Fannie Mae Prices Latest Capital Markets Risk Sharing Transaction

November 19, 2014

November Issuance Helps Meet Investor Demand, Shifts Risk Away from the Company

Callie Dosberg


WASHINGTON, DC – Fannie Mae (FNMA/OTC) today announced that it priced its fourth and final credit risk sharing transaction of 2014 under its Connecticut Avenue Securities (CAS) series. The $1.449 billion note offering priced today and is scheduled to settle on November 25. This deal (Series 2014-C04) is consistent with prior transactions, and includes reference loans with original loan-to-value ratios (LTV) of up to 97 percent.

“In our first year of offering Connecticut Avenue Securities transactions there has been a steady interest in these deals as investors continue to demonstrate an appetite for these opportunities and we see new investors participate in each deal. We have been actively working to generate additional new interest and expand the investor base and liquidity of the program,” said Laurel Davis, vice president for credit risk transfer at Fannie Mae. “We plan to continue a regular program of benchmark issuance, and in 2015 we anticipate that we will be in the market on a quarterly basis, subject to market conditions.”

CAS notes are bonds issued by Fannie Mae. The amount of periodic principal and ultimate principal paid by Fannie Mae is determined by the performance of a large and diverse reference pool. The reference pool for the Series 2014-C04 transaction contains over 235,000 single-family mortgage loans with an outstanding unpaid principal balance of approximately $54 billion. This reference pool consists of eligible loans acquired in July and August of 2013, part of Fannie Mae’s new book of business underwritten using strong credit standards and enhanced risk controls. The loans included in this transaction are fixed-rate, generally 30-year term, fully amortizing mortgages and the reference pool is subdivided into two loan groups by original LTV. Group one includes loans with original LTV ratios between 60.01 percent and 80.00 percent. Group two includes loans with original LTV ratios between 80.01 percent and 97.00 percent.

Pricing for the 1M-1 tranche was one-month LIBOR plus a spread of 195 basis points. Pricing for the 1M-2 tranche was one-month LIBOR plus a spread of 490 basis points. Pricing for the 2M-1 tranche was one-month LIBOR plus a spread of 210 basis points. Pricing for the 2M-2 tranche was one-month LIBOR plus a spread of 500 basis points. The transaction included participation from both new and existing broadly-diversified investors.

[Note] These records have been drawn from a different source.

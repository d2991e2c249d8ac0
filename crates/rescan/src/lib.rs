//! rescan: cached regex searching for tokenization engines
//!
//! This crate sits between a text-processing caller (a tokenizer or
//! syntax highlighter) and a pattern-matching engine. Such callers search
//! the same logical text over and over with slightly shifted sub-ranges;
//! rescan remembers each pattern's last result and proves, per call,
//! whether it can stand in for a fresh search — and when several patterns
//! scan the same region, it picks the one matching earliest, with
//! first-in-order tie-breaking and short-circuiting.
//!
//! # Features
//!
//! - **Per-pattern result caching** keyed by a caller-supplied buffer
//!   identity, transparent by construction: cached answers are always
//!   identical to uncached ones
//! - **Position-anchor awareness**: `\G`-style patterns are detected at
//!   creation and never served from cache
//! - **Batch search** across an ordered pattern list with earliest-match
//!   selection and early exit
//! - **Pluggable engines** behind the [`SearchEngine`] trait; the default
//!   engine is the `regex` crate's bytes API
//! - **Id-keyed registry** for handle-based callers (feature: host
//!   bindings, tokenizer tables)
//!
//! # Example
//!
//! ```
//! use rescan::{Pattern, search_batch};
//!
//! # fn main() -> rescan::Result<()> {
//! let keyword = Pattern::compile_str(r"\bfn\b", false)?;
//! let number = Pattern::compile_str(r"\d+", false)?;
//!
//! let line = b"fn answer() { 42 }";
//! let winner = search_batch([&keyword, &number], 1, line, 0, line.len())?
//!     .expect("something matches");
//! assert_eq!(winner.pattern_index, 0);
//! # Ok(())
//! # }
//! ```

// Core types
pub mod error;
pub mod region;

// The engine seam and the caching layer above it
pub mod batch;
mod cache;
pub mod engine;
pub mod pattern;
pub mod registry;

pub use batch::{BatchMatch, search_batch};
pub use cache::NO_CACHE_KEY;
pub use engine::{EngineError, RegexEngine, SearchEngine, has_position_anchor};
pub use error::{Result, ScanError};
pub use pattern::Pattern;
pub use region::{MatchRegion, NO_GROUP};
pub use registry::{PatternId, PatternRegistry};

// Test utilities
#[cfg(any(test, feature = "test-utils"))]
pub mod test_utils;

#[cfg(any(test, feature = "test-utils"))]
pub use test_utils::ScriptedEngine;
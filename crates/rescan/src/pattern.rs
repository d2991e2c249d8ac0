//! Compiled pattern handles.
//!
//! A [`Pattern`] owns one compiled engine resource together with the state
//! this layer adds on top: the position-anchor property computed once at
//! creation, and the per-pattern result cache. [`Pattern::search`] is the
//! cache-aware search: it answers from the cache when the previous result
//! provably still holds, and otherwise consults the engine and records the
//! outcome.

use std::fmt;

use tracing::{debug, trace};

use crate::cache::{NO_CACHE_KEY, SearchCache};
use crate::engine::{RegexEngine, SearchEngine, has_position_anchor};
use crate::error::{Result, ScanError};
use crate::region::MatchRegion;

/// A compiled pattern plus its search cache.
pub struct Pattern {
    // Declared before the engine: the cache (and any region it holds) is
    // dropped before the compiled pattern resource.
    cache: SearchCache,
    engine: Box<dyn SearchEngine>,
    has_position_anchor: bool,
}

impl Pattern {
    /// Compile a pattern from raw bytes with the default [`RegexEngine`].
    ///
    /// # Errors
    ///
    /// Returns [`ScanError::Compile`] if the engine rejects the pattern;
    /// no handle is produced.
    pub fn compile(pattern: &[u8], ignore_case: bool) -> Result<Self> {
        let engine = RegexEngine::compile(pattern, ignore_case)?;
        debug!(pattern = engine.as_str(), ignore_case, "compiled pattern");
        Ok(Self::from_engine(
            Box::new(engine),
            has_position_anchor(pattern),
        ))
    }

    /// Compile a pattern from a string.
    pub fn compile_str(pattern: &str, ignore_case: bool) -> Result<Self> {
        Self::compile(pattern.as_bytes(), ignore_case)
    }

    /// Wrap an already-compiled engine.
    ///
    /// `has_position_anchor` marks patterns whose match outcome depends on
    /// the exact search start offset (a `\G`-style anchor); their results
    /// are never cached.
    #[must_use]
    pub fn from_engine(engine: Box<dyn SearchEngine>, has_position_anchor: bool) -> Self {
        Self {
            cache: SearchCache::new(),
            engine,
            has_position_anchor,
        }
    }

    /// Whether this pattern anchors to the search start.
    #[must_use]
    pub const fn has_position_anchor(&self) -> bool {
        self.has_position_anchor
    }

    /// Search `buffer` over `[start, end)`.
    ///
    /// `Ok(None)` is a definitive no-match for the range. `cache_key`
    /// identifies the buffer version; passing [`NO_CACHE_KEY`] disables the
    /// cache for this call. Results are byte-for-byte identical to an
    /// uncached search.
    ///
    /// # Errors
    ///
    /// Returns [`ScanError::InvalidRange`] if `start > end` or
    /// `end > buffer.len()`; the cache is left untouched.
    pub fn search(
        &self,
        cache_key: u64,
        buffer: &[u8],
        start: usize,
        end: usize,
    ) -> Result<Option<MatchRegion>> {
        if start > end || end > buffer.len() {
            return Err(ScanError::invalid_range(start, end, buffer.len()));
        }

        let cache_eligible = cache_key != NO_CACHE_KEY && !self.has_position_anchor;
        if cache_eligible && let Some(outcome) = self.cache.probe(cache_key, start, end) {
            trace!(cache_key, start, end, "search answered from cache");
            return Ok(outcome);
        }

        // The engine runs outside the cache lock; concurrent searches on
        // the same pattern may overlap here.
        let outcome = match self.engine.search(buffer, start, end) {
            Ok(outcome) => outcome,
            Err(err) => {
                debug!(error = %err, "engine fault treated as no-match");
                None
            }
        };

        if cache_eligible {
            self.cache.store(cache_key, start, end, outcome.as_ref());
        }
        Ok(outcome)
    }
}

impl fmt::Debug for Pattern {
    fn fmt(&self, f: &mut fmt::Formatter<'_>) -> fmt::Result {
        f.debug_struct("Pattern")
            .field("has_position_anchor", &self.has_position_anchor)
            .finish_non_exhaustive()
    }
}
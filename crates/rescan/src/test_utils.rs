//! Test utilities for exercising the caching layer.
//!
//! Provides a scripted [`SearchEngine`] whose matches are declared up
//! front and whose invocations are counted, so tests can observe cache
//! hits, bypasses and batch short-circuits without a real matching engine.

use std::ops::Range;
use std::sync::Arc;
use std::sync::atomic::{AtomicUsize, Ordering};

use crate::engine::{EngineError, SearchEngine};
use crate::region::MatchRegion;

/// A scripted engine with a call counter.
///
/// The engine "matches" at the declared spans: a search over
/// `[start, end)` reports the leftmost declared span that fits the range
/// (or, in anchored mode, the one starting exactly at `start`). Cloning
/// shares the counter, so a test can keep a handle after moving the engine
/// into a pattern.
#[derive(Clone)]
pub struct ScriptedEngine {
    inner: Arc<Inner>,
}

struct Inner {
    spans: Vec<Range<usize>>,
    anchored: bool,
    fail: bool,
    calls: AtomicUsize,
}

impl ScriptedEngine {
    /// An engine matching at the given spans.
    #[must_use]
    pub fn with_spans(spans: Vec<Range<usize>>) -> Self {
        Self::build(spans, false, false)
    }

    /// An engine matching a span only when the search starts exactly at
    /// it, imitating a position-anchored pattern.
    #[must_use]
    pub fn anchored(spans: Vec<Range<usize>>) -> Self {
        Self::build(spans, true, false)
    }

    /// An engine that never matches.
    #[must_use]
    pub fn never_matching() -> Self {
        Self::build(Vec::new(), false, false)
    }

    /// An engine that fails every search.
    #[must_use]
    pub fn failing() -> Self {
        Self::build(Vec::new(), false, true)
    }

    /// Number of searches issued to this engine.
    #[must_use]
    pub fn calls(&self) -> usize {
        self.inner.calls.load(Ordering::Relaxed)
    }

    fn build(spans: Vec<Range<usize>>, anchored: bool, fail: bool) -> Self {
        Self {
            inner: Arc::new(Inner {
                spans,
                anchored,
                fail,
                calls: AtomicUsize::new(0),
            }),
        }
    }
}

impl SearchEngine for ScriptedEngine {
    fn search(
        &self,
        _haystack: &[u8],
        start: usize,
        end: usize,
    ) -> Result<Option<MatchRegion>, EngineError> {
        self.inner.calls.fetch_add(1, Ordering::Relaxed);
        if self.inner.fail {
            return Err(EngineError::new("scripted failure"));
        }
        let hit = self
            .inner
            .spans
            .iter()
            .filter(|span| span.end <= end)
            .filter(|span| {
                if self.inner.anchored {
                    span.start == start
                } else {
                    span.start >= start
                }
            })
            .min_by_key(|span| span.start)
            .cloned();
        Ok(hit.map(|span| MatchRegion::new(vec![Some(span)])))
    }
}

#[cfg(test)]
mod tests {
    use super::*;

    #[test]
    fn scripted_engine_reports_leftmost_fitting_span() {
        let engine = ScriptedEngine::with_spans(vec![5..9, 2..4]);
        let region = engine.search(b"..........", 0, 10).unwrap().unwrap();
        assert_eq!(region.whole_match(), Some(2..4));

        let region = engine.search(b"..........", 3, 10).unwrap().unwrap();
        assert_eq!(region.whole_match(), Some(5..9));

        assert!(engine.search(b"..........", 3, 8).unwrap().is_none());
        assert_eq!(engine.calls(), 3);
    }

    #[test]
    fn anchored_engine_requires_exact_start() {
        let engine = ScriptedEngine::anchored(vec![2..4]);
        assert!(engine.search(b"....", 2, 4).unwrap().is_some());
        assert!(engine.search(b"....", 1, 4).unwrap().is_none());
    }
}
//! Match region value type.
//!
//! A [`MatchRegion`] records where a pattern matched inside a buffer: one
//! byte span per capture group, with group 0 always covering the whole
//! match. Regions are plain values; the copy stored in a pattern's cache and
//! the copy handed to the caller are independent, so neither can be
//! corrupted by releasing the other.

use std::fmt;
use std::ops::Range;

/// Sentinel written to the flat encoding for a group that did not
/// participate in the match.
pub const NO_GROUP: i32 = -1;

/// Byte spans of a single match, one per capture group.
#[derive(Clone, PartialEq, Eq)]
pub struct MatchRegion {
    groups: Vec<Option<Range<usize>>>,
}

impl MatchRegion {
    /// Create a region from per-group spans.
    ///
    /// Group 0 is the whole match; unmatched optional groups are `None`.
    #[must_use]
    pub const fn new(groups: Vec<Option<Range<usize>>>) -> Self {
        Self { groups }
    }

    /// Get the span of a capture group, if it participated in the match.
    #[must_use]
    pub fn group(&self, index: usize) -> Option<Range<usize>> {
        self.groups.get(index).cloned().flatten()
    }

    /// Get the whole-match span (group 0).
    #[must_use]
    pub fn whole_match(&self) -> Option<Range<usize>> {
        self.group(0)
    }

    /// Number of capture groups, counting group 0 and unmatched groups.
    #[must_use]
    pub fn group_count(&self) -> usize {
        self.groups.len()
    }

    /// Check if the region carries no groups at all.
    #[must_use]
    pub fn is_empty(&self) -> bool {
        self.groups.is_empty()
    }

    /// Iterate over all group spans in order.
    pub fn iter(&self) -> impl Iterator<Item = Option<Range<usize>>> + '_ {
        self.groups.iter().cloned()
    }

    /// Serialize to the flat integer form used at marshalling boundaries.
    ///
    /// Layout is `[beg0, end0, beg1, end1, ...]`; an unmatched group is
    /// encoded as the sentinel pair `(NO_GROUP, NO_GROUP)`.
    #[must_use]
    pub fn to_flat(&self) -> Vec<i32> {
        let mut flat = Vec::with_capacity(self.groups.len() * 2);
        for group in &self.groups {
            match group {
                Some(span) => {
                    flat.push(span.start as i32);
                    flat.push(span.end as i32);
                }
                None => {
                    flat.push(NO_GROUP);
                    flat.push(NO_GROUP);
                }
            }
        }
        flat
    }
}

impl fmt::Debug for MatchRegion {
    fn fmt(&self, f: &mut fmt::Formatter<'_>) -> fmt::Result {
        let mut list = f.debug_list();
        for group in &self.groups {
            match group {
                Some(span) => list.entry(&format_args!("{}..{}", span.start, span.end)),
                None => list.entry(&format_args!("-")),
            };
        }
        list.finish()
    }
}
//! The matching-engine seam.
//!
//! This layer does not match text itself; it delegates to a
//! [`SearchEngine`] and only decides when a previous result may substitute
//! for a fresh search. The trait keeps the engine pluggable: production
//! code uses [`RegexEngine`] (backed by the `regex` crate's bytes API),
//! tests use the scripted engine from `test_utils`.

use std::fmt;

use regex::bytes::{Regex, RegexBuilder};
use thiserror::Error;

use crate::error::{Result, ScanError};
use crate::region::MatchRegion;

/// A fault inside the matching engine during a search.
///
/// Never surfaced to callers of this layer; a failed search is reported as
/// "no match".
#[derive(Debug, Error)]
#[error("engine failure: {message}")]
pub struct EngineError {
    /// The engine's diagnostic message.
    pub message: String,
}

impl EngineError {
    /// Create an engine error from a diagnostic message.
    pub fn new(message: impl Into<String>) -> Self {
        Self {
            message: message.into(),
        }
    }
}

/// A compiled pattern that can search a byte buffer.
///
/// # Contract
///
/// `search` reports the leftmost match whose whole-match span starts at or
/// after `start` and ends at or before `end`. Bytes before `start` stay
/// visible to look-behind and word-boundary constructs; bytes at or after
/// `end` are outside the search entirely. Callers guarantee
/// `start <= end <= haystack.len()`.
///
/// # Concurrency
///
/// Implementations must tolerate concurrent `search` calls on the same
/// compiled pattern: the caching layer never serializes engine
/// invocations, only its own cache bookkeeping. Engines that keep mutable
/// scratch state across calls must synchronize it internally.
pub trait SearchEngine: Send + Sync {
    /// Search `haystack` over `[start, end)`.
    fn search(
        &self,
        haystack: &[u8],
        start: usize,
        end: usize,
    ) -> std::result::Result<Option<MatchRegion>, EngineError>;
}

/// The default engine, backed by `regex::bytes`.
///
/// Compiles with capture-group tracking and searches with positional
/// context, so `^`, look-around and word boundaries behave relative to the
/// full buffer rather than the sub-range. The `regex` crate rejects the
/// `\G` position anchor at compile time; patterns using it must come in
/// through a custom [`SearchEngine`].
pub struct RegexEngine {
    regex: Regex,
}

impl RegexEngine {
    /// Compile a pattern from raw bytes.
    ///
    /// # Errors
    ///
    /// Returns [`ScanError::Compile`] if the pattern is not valid UTF-8 or
    /// is rejected by the engine.
    pub fn compile(pattern: &[u8], ignore_case: bool) -> Result<Self> {
        let source = std::str::from_utf8(pattern)
            .map_err(|err| ScanError::compile(format!("pattern is not valid UTF-8: {err}")))?;
        let regex = RegexBuilder::new(source)
            .case_insensitive(ignore_case)
            .build()
            .map_err(|err| ScanError::compile(err.to_string()))?;
        Ok(Self { regex })
    }

    /// Get the pattern source.
    #[must_use]
    pub fn as_str(&self) -> &str {
        self.regex.as_str()
    }
}

impl SearchEngine for RegexEngine {
    fn search(
        &self,
        haystack: &[u8],
        start: usize,
        end: usize,
    ) -> std::result::Result<Option<MatchRegion>, EngineError> {
        let window = &haystack[..end];
        Ok(self.regex.captures_at(window, start).map(|caps| {
            MatchRegion::new(
                caps.iter()
                    .map(|group| group.map(|m| m.start()..m.end()))
                    .collect(),
            )
        }))
    }
}

impl fmt::Debug for RegexEngine {
    fn fmt(&self, f: &mut fmt::Formatter<'_>) -> fmt::Result {
        f.debug_struct("RegexEngine")
            .field("pattern", &self.regex.as_str())
            .finish()
    }
}

/// Scan raw pattern bytes for the `\G` position anchor.
///
/// A purely syntactic one-pass scan: escape pairs are stepped over, so
/// `\\G` (a literal backslash before `G`) is not flagged, but an anchor
/// inside a character class still is. A false positive only costs the
/// caching optimization for that pattern, never correctness, so the
/// pattern is deliberately not parsed.
#[must_use]
pub fn has_position_anchor(pattern: &[u8]) -> bool {
    let mut i = 0;
    while i + 1 < pattern.len() {
        if pattern[i] == b'\\' {
            if pattern[i + 1] == b'G' {
                return true;
            }
            i += 2;
        } else {
            i += 1;
        }
    }
    false
}

#[cfg(test)]
mod tests {
    use super::*;

    #[test]
    fn compile_and_search() {
        let engine = RegexEngine::compile(br"\d+", false).unwrap();
        let region = engine.search(b"abc 123 xyz", 0, 11).unwrap().unwrap();
        assert_eq!(region.whole_match(), Some(4..7));
    }

    #[test]
    fn search_respects_start() {
        let engine = RegexEngine::compile(br"a", false).unwrap();
        let region = engine.search(b"a..a..", 1, 6).unwrap().unwrap();
        assert_eq!(region.whole_match(), Some(3..4));
    }

    #[test]
    fn search_respects_end() {
        let engine = RegexEngine::compile(br"abc", false).unwrap();
        assert!(engine.search(b"..abc", 0, 4).unwrap().is_none());
        assert!(engine.search(b"..abc", 0, 5).unwrap().is_some());
    }

    #[test]
    fn context_before_start_is_visible() {
        // \b depends on the byte before the search start
        let engine = RegexEngine::compile(br"\bword", false).unwrap();
        assert!(engine.search(b"password", 4, 8).unwrap().is_none());
        assert!(engine.search(b"pas sword", 5, 9).unwrap().is_none());
        assert!(engine.search(b"pas word", 4, 8).unwrap().is_some());
    }

    #[test]
    fn unmatched_group_is_none() {
        let engine = RegexEngine::compile(br"(a)|(b)", false).unwrap();
        let region = engine.search(b"b", 0, 1).unwrap().unwrap();
        assert_eq!(region.group(1), None);
        assert_eq!(region.group(2), Some(0..1));
    }

    #[test]
    fn ignore_case_flag() {
        let engine = RegexEngine::compile(b"hello", true).unwrap();
        assert!(engine.search(b"say HELLO", 0, 9).unwrap().is_some());

        let engine = RegexEngine::compile(b"hello", false).unwrap();
        assert!(engine.search(b"say HELLO", 0, 9).unwrap().is_none());
    }

    #[test]
    fn compile_rejects_bad_pattern() {
        let err = RegexEngine::compile(b"[unclosed", false).unwrap_err();
        assert!(err.is_compile());
    }

    #[test]
    fn compile_rejects_invalid_utf8() {
        let err = RegexEngine::compile(&[0x80, 0xff], false).unwrap_err();
        assert!(err.is_compile());
    }

    #[test]
    fn anchor_scan() {
        assert!(has_position_anchor(br"\Gfoo"));
        assert!(has_position_anchor(br"foo\G"));
        assert!(has_position_anchor(br"[\G]"));
        assert!(!has_position_anchor(br"foo"));
        assert!(!has_position_anchor(br"\\Gfoo"));
        assert!(!has_position_anchor(br"G\\"));
        assert!(!has_position_anchor(b""));
    }
}
// SPDX-License-Identifier: MIT OR Apache-2.0
//! Event emission with criticality routing from config.

use crate::transcript::{Transcript, TranscriptError};
use spindle_config::EventsConfig;

/// Emits events to a transcript, routing by configured criticality.
///
/// Critical events propagate write failures to the caller; droppable and
/// important events are best-effort (a failed write is logged, execution
/// continues). Every write is line-flushed either way.
#[derive(Debug, Clone, Default)]
pub struct EventEmitter {
    events: EventsConfig,
}

impl EventEmitter {
    /// Build an emitter with the cascaded events config.
    #[must_use]
    pub fn new(events: EventsConfig) -> Self {
        Self { events }
    }

    /// Criticality for an event type.
    #[must_use]
    pub fn criticality(&self, event_type: &str) -> &str {
        self.events.criticality(event_type)
    }

    /// Emit with the configured criticality.
    ///
    /// # Errors
    ///
    /// Only critical events surface [`TranscriptError`].
    pub fn emit(
        &self,
        transcript: &Transcript,
        event_type: &str,
        payload: serde_json::Value,
    ) -> Result<(), TranscriptError> {
        if self.criticality(event_type) == "critical" {
            self.emit_critical(transcript, event_type, payload)
        } else {
            self.emit_droppable(transcript, event_type, payload);
            Ok(())
        }
    }

    /// Emit an event whose loss would corrupt the record; failures surface.
    ///
    /// # Errors
    ///
    /// [`TranscriptError`] on write failure.
    pub fn emit_critical(
        &self,
        transcript: &Transcript,
        event_type: &str,
        payload: serde_json::Value,
    ) -> Result<(), TranscriptError> {
        transcript.write_event(event_type, payload)
    }

    /// Emit a best-effort event; failures are logged and swallowed.
    pub fn emit_droppable(
        &self,
        transcript: &Transcript,
        event_type: &str,
        payload: serde_json::Value,
    ) {
        if let Err(e) = transcript.write_event(event_type, payload) {
            tracing::warn!(
                target: "spindle.transcript",
                thread_id = transcript.thread_id(),
                event_type,
                error = %e,
                "dropped transcript event"
            );
        }
    }
}
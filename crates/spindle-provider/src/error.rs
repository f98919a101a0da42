// SPDX-License-Identifier: MIT OR Apache-2.0
//! Provider error classification.

/// Provider failures.
#[derive(Debug, thiserror::Error)]
pub enum ProviderError {
    /// A nonzero HTTP status with a structured (or opaque) error body, or a
    /// transport failure (`http_status == 0`).
    #[error("provider '{provider_id}' failed (HTTP {http_status}): {message}")]
    Call {
        /// Provider artifact id.
        provider_id: String,
        /// Most specific error message available.
        message: String,
        /// HTTP status; 0 for transport failures.
        http_status: u16,
        /// Provider request id, when the response carried one.
        request_id: String,
        /// Provider error type tag, when the body carried one.
        error_type: String,
        /// Whether the call may be retried.
        retryable: bool,
    },

    /// The stream ended abnormally.
    #[error("provider '{provider_id}' stream failed: {message}")]
    Stream {
        /// Provider artifact id.
        provider_id: String,
        /// Failure description.
        message: String,
    },

    /// The provider configuration could not be resolved or parsed.
    #[error("provider resolution failed for '{model}': {reason}")]
    Resolution {
        /// Model or tier that was requested.
        model: String,
        /// Failure description.
        reason: String,
    },
}

impl ProviderError {
    /// HTTP statuses the kernel treats as retryable: transport failures,
    /// rate limits, and the transient 5xx subset.
    #[must_use]
    pub fn status_is_retryable(status: u16) -> bool {
        matches!(status, 0 | 429 | 500 | 502 | 503 | 529)
    }

    /// Whether this error may be retried.
    #[must_use]
    pub fn retryable(&self) -> bool {
        match self {
            Self::Call { retryable, .. } => *retryable,
            Self::Stream { .. } => true,
            Self::Resolution { .. } => false,
        }
    }

    /// HTTP status, when the error carries one.
    #[must_use]
    pub fn http_status(&self) -> Option<u16> {
        match self {
            Self::Call { http_status, .. } => Some(*http_status),
            _ => None,
        }
    }
}

#[cfg(test)]
mod tests {
    use super::*;

    #[test]
    fn retryable_status_set() {
        for status in [0u16, 429, 500, 502, 503, 529] {
            assert!(ProviderError::status_is_retryable(status), "{status}");
        }
        for status in [400u16, 401, 403, 404, 422, 501] {
            assert!(!ProviderError::status_is_retryable(status), "{status}");
        }
    }

    #[test]
    fn resolution_errors_never_retry() {
        let err = ProviderError::Resolution {
            model: "general".into(),
            reason: "no provider".into(),
        };
        assert!(!err.retryable());
        assert!(err.http_status().is_none());
    }
}
/// One thread's budget entry.
#[derive(Debug, Clone, PartialEq, Serialize, Deserialize)]
pub struct LedgerEntry {
    /// Owning thread.
    pub thread_id: String,
    /// Parent thread, when reserved out of a parent's budget.
    #[serde(default, skip_serializing_if = "Option::is_none")]
    pub parent_thread_id: Option<String>,
    /// Amount reserved at registration.
    pub reserved: f64,
    /// Spend reported so far, clamped to `reserved`.
    pub actual: f64,
    /// Hard spend ceiling (equals `reserved` for root entries).
    pub max_spend: f64,
    /// Entry status.
    pub status: EntryStatus,
    /// Creation timestamp.
    pub created_at: DateTime<Utc>,
    /// Last mutation timestamp.
    pub updated_at: DateTime<Utc>,
}

impl LedgerEntry {
    /// Remaining budget: `reserved − actual` for active entries, else 0.
    #[must_use]
    pub fn remaining(&self) -> f64 {
        match self.status {
            EntryStatus::Active => (self.reserved - self.actual).max(0.0),
            EntryStatus::Released => 0.0,
        }
    }
}

/// Ledger failures.
#[derive(Debug, thiserror::Error)]
pub enum LedgerError {
    /// Thread has no ledger entry.
    #[error("no budget ledger entry for thread: {thread_id}")]
    NotRegistered {
        /// Thread that was looked up.
        thread_id: String,
    },

    /// Parent cannot afford the requested reservation.
    #[error(
        "insufficient budget: parent={parent_id} remaining={remaining:.6} requested={requested:.6}"
    )]
    Insufficient {
        /// Parent whose budget was consulted.
        parent_id: String,
        /// Parent's remaining budget at decision time.
        remaining: f64,
        /// Amount requested.
        requested: f64,
    },

    /// The ledger file could not be read or written.
    #[error("ledger io failure at {path}: {source}")]
    Io {
        /// Ledger file path.
        path: PathBuf,
        /// Underlying error.
        #[source]
        source: std::io::Error,
    },

    /// The ledger file exists but does not parse.
    #[error("ledger state corrupt at {path}: {reason}")]
    Corrupt {
        /// Ledger file path.
        path: PathBuf,
        /// Parse failure detail.
        reason: String,
    },
}

type LedgerState = BTreeMap<String, LedgerEntry>;

/// File-backed budget ledger with single-writer discipline.
pub struct BudgetLedger {
    path: PathBuf,
    state: Mutex<LedgerState>,
}

impl std::fmt::Debug for BudgetLedger {
    fn fmt(&self, f: &mut std::fmt::Formatter<'_>) -> std::fmt::Result {
        f.debug_struct("BudgetLedger")
            .field("path", &self.path)
            .finish_non_exhaustive()
    }
}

The 1M-1 tranche is expected to receive ratings of Baa3 (sf) by Moody’s and BBB (sf) by DBRS, Inc. The 2M-1 tranche is expected to receive ratings of Baa2 (sf) by Moody’s and BBB (low) (sf) by DBRS, Inc. The 1M-2 tranche and 2M-2 tranche were not rated. Fannie Mae retained the first loss and senior piece of the structure, as well as a vertical slice of the M1 and M2 tranches in both groups in order to align its interests with investors throughout the life of the deal.

Barclays Capital, Inc. was the lead structuring manager and joint bookrunner and Credit Suisse was the co-lead manager and joint bookrunner on this transaction. Bank of America Merrill Lynch, JP Morgan Securities, LLC, Citigroup Inc. and Nomura Securities International, Inc. were co-managers, and Drexel Hamilton participated as a selling group member.